Fawzi Mesmar never had access to Arabic books on game design, so he wrote one

Fawzi Mesmar has always tried to help people understand games.

As the studio game design director at King Berlin told GamesIndustry.biz yesterday, "I was a nerdy kid, and when I was in school, I was so infatuated with video games I used to write strategy guides in my notebooks and distribute them in class to help other kids finish the game."

It was actually while writing just such a strategy guide for the original Resident Evil that Mesmar developed the first spark of interest in game design.

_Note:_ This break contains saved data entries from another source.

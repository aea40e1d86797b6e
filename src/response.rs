//! Transport-neutral rendering of rejected decisions.
//!
//! The guard itself knows nothing about HTTP frameworks; callers hand a
//! rejected [`Decision`] to a renderer and translate the result into their
//! framework's response type. Renderer selection is a pure predicate over
//! the usual content-negotiation headers.

use serde_json::json;
use std::time::Duration;

use crate::limiter::Decision;

/// Status code for rejected submissions.
const STATUS_TOO_MANY_REQUESTS: u16 = 429;

/// A rendered response, independent of any HTTP framework.
#[derive(Debug, Clone, PartialEq, Eq)]
pub struct RenderedResponse {
    /// HTTP status code.
    pub status: u16,
    /// Header name/value pairs, including Content-Type and, for time-based
    /// rejections, Retry-After.
    pub headers: Vec<(String, String)>,
    /// Response body.
    pub body: String,
}

/// Renders a rejected decision into a response body.
pub trait ResponseRenderer: Send + Sync {
    /// Render the rejection for one form.
    fn render(&self, form_identifier: &str, decision: &Decision) -> RenderedResponse;
}

/// JSON body for API and AJAX-style clients.
pub struct JsonRenderer;

/// HTML error body for regular form submissions.
pub struct HtmlRenderer;

impl ResponseRenderer for JsonRenderer {
    fn render(&self, form_identifier: &str, decision: &Decision) -> RenderedResponse {
        let retry_after = decision.retry_after.map(retry_after_seconds);
        let body = json!({
            "error": rejection_message(form_identifier, retry_after),
            "formIdentifier": form_identifier,
            "retryAfter": retry_after,
        })
        .to_string();

        RenderedResponse {
            status: STATUS_TOO_MANY_REQUESTS,
            headers: base_headers("application/json", retry_after),
            body,
        }
    }
}

impl ResponseRenderer for HtmlRenderer {
    fn render(&self, form_identifier: &str, decision: &Decision) -> RenderedResponse {
        let retry_after = decision.retry_after.map(retry_after_seconds);
        let message = rejection_message(form_identifier, retry_after);
        let body = format!(
            "<!DOCTYPE html>\n<html>\n<head><title>Too Many Requests</title></head>\n\
             <body>\n<h1>Too Many Requests</h1>\n<p>{}</p>\n</body>\n</html>\n",
            message
        );

        RenderedResponse {
            status: STATUS_TOO_MANY_REQUESTS,
            headers: base_headers("text/html; charset=utf-8", retry_after),
            body,
        }
    }
}

/// Whether a request should get a JSON body, judged from its
/// content-negotiation headers. Pure; callers pass empty strings for absent
/// headers.
pub fn prefers_json(content_type: &str, accept: &str, x_requested_with: &str) -> bool {
    content_type.contains("application/json")
        || accept.contains("application/json")
        || x_requested_with == "XMLHttpRequest"
}

/// Select a renderer from negotiation headers.
pub fn renderer_for(
    content_type: &str,
    accept: &str,
    x_requested_with: &str,
) -> &'static dyn ResponseRenderer {
    if prefers_json(content_type, accept, x_requested_with) {
        &JsonRenderer
    } else {
        &HtmlRenderer
    }
}

fn rejection_message(form_identifier: &str, retry_after: Option<u64>) -> String {
    match retry_after {
        Some(seconds) => format!(
            "Rate limit exceeded for form \"{}\". Try again in {} seconds.",
            form_identifier, seconds
        ),
        // Permanent block: no retry framing.
        None => "Submission blocked.".to_string(),
    }
}

/// Whole seconds for the Retry-After header, rounded up.
fn retry_after_seconds(retry_after: Duration) -> u64 {
    let seconds = retry_after.as_secs();
    if retry_after.subsec_nanos() > 0 {
        seconds + 1
    } else {
        seconds
    }
}

fn base_headers(content_type: &str, retry_after: Option<u64>) -> Vec<(String, String)> {
    let mut headers = vec![("Content-Type".to_string(), content_type.to_string())];
    if let Some(seconds) = retry_after {
        headers.push(("Retry-After".to_string(), seconds.to_string()));
    }
    headers
}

"I was tracing the mansion and saying where all the objectives, puzzles, and keys are," Mesmar said. "And I thought to myself as I was tracing it, 'Somebody must have drawn this mansion from their mind. They just came up with this. That's the coolest job in the world. I've got to be a game designer when I grow up."

"Really the only way for me to learn at the time was trial and error. I went with my best judgment and made a whole lot of mistakes"

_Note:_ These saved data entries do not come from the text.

//! Key-value storage abstraction for persisted window state.

use async_trait::async_trait;
use std::time::Duration;

use crate::error::Result;

mod memory;

pub use memory::MemoryStorage;

/// Minimal key-value contract required by the limiter.
///
/// Values are opaque bytes; the window codec owns their layout. Decisions
/// for the same key serialize through `compare_and_swap`, which must be
/// atomic per key: two concurrent swaps from the same expected value must
/// never both succeed. The backing can be in-process memory or a shared
/// networked cache, so both calls may suspend the calling task.
#[async_trait]
pub trait StorageBackend: Send + Sync {
    /// Load the stored value for `key`, `None` when absent or expired.
    async fn load(&self, key: &str) -> Result<Option<Vec<u8>>>;

    /// Atomically replace the value for `key` if it still equals `expected`.
    ///
    /// `expected = None` asserts the key is absent. Returns `false` on
    /// conflict, in which case the caller re-runs its whole decision
    /// sequence against a fresh load. `ttl` bounds how long an untouched
    /// entry survives; eviction after that only loosens limits for idle
    /// keys, never tightens them.
    async fn compare_and_swap(
        &self,
        key: &str,
        expected: Option<&[u8]>,
        new: &[u8],
        ttl: Duration,
    ) -> Result<bool>;
}
//! Limiter key derivation.

use crate::config::KeyingMode;

/// Prefix namespacing guard entries within a shared store.
const KEY_PREFIX: &str = "form-rate";

/// The identity under which consumption counts are tracked.
///
/// Derivation is deterministic: the same (mode, form identifier, client
/// address) triple always yields the same key. Global mode collapses the
/// form dimension but keeps partitioning by client address, since the
/// consumed subject is the submitting client.
#[derive(Debug, Clone, PartialEq, Eq, Hash)]
pub struct LimiterKey(String);

impl LimiterKey {
    /// Derive the key for one submission.
    pub fn derive(mode: KeyingMode, form_identifier: &str, client_address: &str) -> Self {
        let key = match mode {
            KeyingMode::Global => format!("{}:global:{}", KEY_PREFIX, client_address),
            KeyingMode::PerForm => {
                format!("{}:form:{}:{}", KEY_PREFIX, form_identifier, client_address)
            }
        };
        Self(key)
    }

    /// The storage key string.
    pub fn as_str(&self) -> &str {
        &self.0
    }
}

impl std::fmt::Display for LimiterKey {
    fn fmt(&self, f: &mut std::fmt::Formatter<'_>) -> std::fmt::Result {
        write!(f, "{}", self.0)
    }
}
//! Error types for the Formgate guard.

use thiserror::Error;

/// Main error type for Formgate operations.
#[derive(Error, Debug)]
pub enum FormgateError {
    /// Configuration-related errors
    #[error("Configuration error: {0}")]
    Config(String),

    /// Storage backend unreachable or failing
    #[error("Storage unavailable: {0}")]
    StorageUnavailable(String),

    /// I/O errors
    #[error("I/O error: {0}")]
    Io(#[from] std::io::Error),
}

/// Result type alias for Formgate operations.
pub type Result<T> = std::result::Result<T, FormgateError>;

There was only one problem. Mesmar was living in Jordan, an Arabic speaking country which at the time lacked both a strong development scene and Arabic language resources. So when he and a couple friends founded their own studio to work on a Game Boy Advance project in 2003, they were somewhat unprepared.

"Really the only way for me to learn at the time was trial and error," Mesmar said. "I went with my best judgment and made a whole lot of mistakes. It wasn't just me; it was the two guys I was working with. We were making mistakes all the time because we didn't know any better."

Nintendo had no official presence in Jordan at the time, so there was nobody to even go to for dev kits. The team managed to hack a few commercial Game Boy Advances to serve as dev kits, and actually cobbled together a couple levels of a 2D platformer before the entire team was hired away to work at a larger Jordanian studio, NASSONS. It was through that job Mesmar was finally able to make contact with Nintendo, while travelling to the Tokyo Game Show in 2006.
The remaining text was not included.